4 more health journalists.
Aislinn Antrim
Aislinn Antrim is an associate editorial director at Pharmacy Times and a journalist who connects clinical advances, regulation, and the changing role of pharmacists. She writes pharmacy-centered health coverage on chronic disease therapeutics, specialty and oncology care, workforce pressures, and advocacy. Her reporting explains FDA actions, policy shifts, drug pipelines, and the real-world effects of new evidence on patient care and pharmacy practice. She often uses interviews and expert conversations to show how pharmacists improve adherence, manage side effects, navigate access and benefits, and coordinate care with prescribers. She also covers burnout, staffing strain, and the future of pharmacy practice, with an eye on how policy and economics shape work at the dispenser.
Alex Cabrero
Alex Cabrero is an Emmy award-winning KSL TV reporter who covers where health, safety and community life meet, always focused on how decisions and events affect everyday people. He has been with KSL since 2004, bringing long experience in breaking news, public service coverage and human-centered features. His beat includes public health, emergency response, technology, local infrastructure, environment and science, framed through community well-being and resilience. He reports on issues like mental health initiatives, law enforcement staffing, environmental hazards, rescues, wildfire detection tools, land-use fights and scientific discoveries, making technical and policy details clear for a general audience. He also produces many positive, everyday-life features on families, veterans, farmers, sports and local traditions. His style is direct and conversational, often built around a central person or family whose experience carries the story across TV, digital and social platforms.
Allison Palmer
Allison Palmer stands out for turning complex microbiome and brain-health research into clear, service stories tied to everyday habits. She covers health, wellness and lifestyle topics for The Sacramento Bee, focusing on emerging trends that help readers build positive, sustainable routines.
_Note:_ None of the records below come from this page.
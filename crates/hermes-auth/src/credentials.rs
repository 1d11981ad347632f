//! Credential extraction.

use base64::engine::general_purpose::STANDARD;
use base64::Engine as _;
use hermes_core::{InboundCall, UsernameToken};
use http::header::{HeaderValue, InvalidHeaderValue, AUTHORIZATION};
use std::fmt;

/// A username and password pair presented by a caller.
///
/// Both parts are always non-empty.
#[derive(Clone, PartialEq, Eq)]
pub struct BasicCredentials {
    username: String,
    password: String,
}

impl BasicCredentials {
    /// Creates credentials.
    #[must_use]
    pub fn new(username: impl Into<String>, password: impl Into<String>) -> Self {
        Self {
            username: username.into(),
            password: password.into(),
        }
    }

    /// Returns the user name.
    #[must_use]
    pub fn username(&self) -> &str {
        &self.username
    }

    /// Returns the password.
    #[must_use]
    pub fn password(&self) -> &str {
        &self.password
    }

    /// Finds the credentials a call presents.
    ///
    /// The `Authorization` header wins over the message security token. A
    /// header that cannot be decoded counts as absent.
    #[must_use]
    pub fn extract(call: &InboundCall) -> Option<Self> {
        call.headers()
            .get_all(AUTHORIZATION)
            .iter()
            .find_map(Self::from_authorization)
            .or_else(|| call.security_token().and_then(Self::from_token))
    }

    /// Decodes an `Authorization: Basic` header value.
    #[must_use]
    pub fn from_authorization(value: &HeaderValue) -> Option<Self> {
        let (scheme, encoded) = value.to_str().ok()?.trim().split_once(' ')?;
        if !scheme.eq_ignore_ascii_case("basic") {
            return None;
        }
        let decoded = STANDARD.decode(encoded.trim()).ok()?;
        let decoded = String::from_utf8(decoded).ok()?;
        let (username, password) = decoded.split_once(':')?;
        Self::checked(username, password)
    }

    /// Reads a message security token.
    #[must_use]
    pub fn from_token(token: &UsernameToken) -> Option<Self> {
        Self::checked(&token.username, token.password.as_deref()?)
    }

    /// Encodes the credentials as an `Authorization: Basic` header value.
    ///
    /// # Errors
    ///
    /// Returns an error if the encoded value is not a valid header value.
    pub fn to_authorization(&self) -> Result<HeaderValue, InvalidHeaderValue> {
        let encoded = STANDARD.encode(format!("{}:{}", self.username, self.password));
        HeaderValue::from_str(&format!("Basic {encoded}"))
    }

    fn checked(username: &str, password: &str) -> Option<Self> {
        (!username.is_empty() && !password.is_empty()).then(|| Self::new(username, password))
    }
}

impl fmt::Debug for BasicCredentials {
    fn fmt(&self, f: &mut fmt::Formatter<'_>) -> fmt::Result {
        f.debug_struct("BasicCredentials")
            .field("username", &self.username)
            .field("password", &"<redacted>")
            .finish()
    }
}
Her reporting on the gut microbiome and healthy aging uses vivid case studies, including a rare supercentenarian, to connect diet, bacterial communities and longevity to daily eating choices. Another strand of her work examines oral bacteria and brain health, linking gum infections to changes in brain tissue and to simple oral-care practices. Since 2024, her wellness coverage has appeared across the McClatchy network, alongside pieces on technology, travel, lifestyle and commerce. She favors reported explainers with direct takeaways, keeps scientific detail intact, and strips away jargon to help readers build realistic long-term habits.
Alyssa Kelly
Alyssa Kelly reports on health and emotional local stories that show how everyday experiences shape people’s sense of safety and wellbeing. They work in the digital newsroom at TV6 & FOX UP, contributing text and video pieces on community life and public interest topics. Their beat centers on health and safety in ordinary settings, especially outdoors, and on animal and family stories tied to wellbeing and memory. They cover issues like tick exposure during routine park visits and long-term pet disappearances and reunions, using specific details, clear timelines, and direct quotes to make the stakes feel immediate and personal. Kelly’s headlines often foreground quoted phrases from families and pet owners, giving their reporting a conversational, human-centered tone. They also collaborate with other reporters on health and safety stories that connect individual cases to wider public concerns.